The interpretation of the occurrence or not of the JLS bubble signal deserves some attention. The theory behind the JLS model states that if investors in some asset expect a future event (e.g. the UK Referendum) leading to a possible negative scenario for that asset (e.g. Brexit), this may trigger an asset dynamics leading to a bubble regime, possibly followed by a crash. Thus, reversing the argument, if one detects bubble signals for an asset and knows how a future event will affect the asset price, then one can state that the investors expect a negative scenario for that asset.

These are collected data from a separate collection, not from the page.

pub mod cases;
pub mod payload;
pub mod presets;
pub mod session;
pub mod solve;

use std::time::Duration;

use sg_core::preset;
use sg_session::GameSession;
use sg_solver::{SolverClient, SolverConfig};

/// A session, optionally seeded with a built-in game.
fn open_session(preset_id: Option<&str>) -> Result<GameSession, String> {
    let mut session = GameSession::new();
    if let Some(id) = preset_id {
        let game = preset::by_id(id).ok_or_else(|| format!("unknown preset: {id}"))?;
        session.load_preset(game);
    }
    Ok(session)
}

/// Environment config with command-line overrides on top.
fn solver_client(url: Option<&str>, timeout: Option<u64>) -> Result<SolverClient, String> {
    let mut config = SolverConfig::from_env();
    if let Some(url) = url {
        config = config.with_base_url(url);
    }
    if let Some(secs) = timeout {
        config = config.with_timeout(Duration::from_secs(secs));
    }
    SolverClient::new(config).map_err(|e| format!("failed to create solver client: {e}"))
}

fn runtime() -> Result<tokio::runtime::Runtime, String> {
    tokio::runtime::Builder::new_current_thread()
        .enable_all()
        .build()
        .map_err(|e| format!("failed to start async runtime: {e}"))
}
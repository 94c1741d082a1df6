//! Case labels derived from the current strategy names.
//!
//! There is one label set per game, shared by both players' tables, so the
//! row labels of the two tables can never disagree.

use crate::case::{CASE_COUNT, CaseId};
use crate::names::StrategyNames;

/// Label a single case as `"<nature>, <p1>, <p2>"`.
pub fn derive_label(
    case: CaseId,
    nature: &[String; 2],
    p1: &[String; 2],
    p2: &[String; 2],
) -> String {
    let f = case.factors();
    format!(
        "{}, {}, {}",
        nature[f.nature.index()],
        p1[f.p1.index()],
        p2[f.p2.index()]
    )
}

/// Labels for every case, recomputed whenever a name source changes.
#[derive(Debug, Clone, PartialEq, Eq)]
pub struct CaseLabels {
    labels: [String; CASE_COUNT],
}

impl CaseLabels {
    /// Derive all eight labels from the given names.
    pub fn derive(names: &StrategyNames) -> Self {
        Self {
            labels: CaseId::ALL.map(|case| derive_label(case, &names.nature, &names.p1, &names.p2)),
        }
    }

    /// The label for one case.
    pub fn get(&self, case: CaseId) -> &str {
        &self.labels[case.index()]
    }

    /// Labels paired with their case, in catalog order.
    pub fn iter(&self) -> impl Iterator<Item = (CaseId, &str)> {
        CaseId::in_order().zip(self.labels.iter().map(String::as_str))
    }
}

impl Default for CaseLabels {
    fn default() -> Self {
        Self::derive(&StrategyNames::default())
    }
}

Translating into the Brexit context, if one detects bubble signals for an asset with a critical time ?? around June 23th, and knows that Brexit/Bremain are negative/positive scenarios for that asset, respectively, one can conclude that investors are expecting Brexit. The specular argument also holds: if one knows that Bremain/Brexit are negative/positive scenarios for that asset, respectively, one can conclude that investors are expecting Bremain.

Brexit Or Bremain

  • Source: Brexit Equity Index (Bloomberg BBRXEQT Index), basket of 10 UK stocks designed to reflect British exposure to the EU across different sectors. Data up to Friday 17th June 2016.
  • Comments: the historical series shows a decreasing trend, but no super-exponential behaviour and instabilities typical of bubble regime. In fact, the JLS model (LPPL fit) does not propose valid bubble and crash signals.
  • Interpretation: market participants are currently suspicious about UK stock market, but do not actually fear either a crash following Brexit or a sharp rise following Bremain.

Brexit Or Bremain

  • Source: gold prices (Bloomberg XAU BGN Crncy). Data up to Friday 17th June 2016.
  • Comments: the historical series shows an increasing trend, but no super-exponential behaviour and instabilities typical of bubble regime. In fact, the JLS model (LPPL fit) does not propose valid bubble and crash signals.
  • Interpretation: market participants are currently refuging into gold, but do actually fear neither a sharp rise following Brexit nor a crash following Bremain. This result is consistent with the BBRXEQT and GBPUSD FX rate observations.

Brexit Or Bremain

  • Source: GBP/USD FX rate (Bloomberg GBPUSD BGN Crncy). Data up to Friday 17th June 2016.
  • Comments: the historical series shows an erratic trend, no super-exponential behaviour and instabilities typical of bubble regime. In fact, the JLS model (LPPL fit) does not propose valid bubble and crash signals.
  • Interpretation: market participants but do not actually fear either a crash following Brexit or a sharp rise following Bremain. This result is consistent with the BBRXEQT and GBPUSD FX rate observations.

Brexit Or Bremain

  • Source: GBP/EUR FX rate (Bloomberg GBPEUR BGN Crncy). Data up to Friday 17th June 2016.
  • Comments: as for GBP/USD
  • Interpretation: as for GBP/USD.

Brexit Or Bremain

  • Source: FTSE ORB Total Return GBP Index (Bloomberg TFTSEORB Index), includes GBP fixed coupon Corporate bonds trading on LSE across different industry sectors and maturity bands. Data up to Friday 17th June 2016.
  • Comments: the historical series shows an upward trend (due to the overall lowering discount rates, driven by lowering GBPLibor w.r.t. increasing GBP credit spreads) and super-exponential growth and instabilities typical of bubble regime. In fact, the JLS model (LPPL fit) propose several valid crash signals around 23th June.
  • Interpretation: market participants consider the referendum a risky event for corporate bonds, expecting either a Bremain scenario or the BoE intervention in case of Brexit.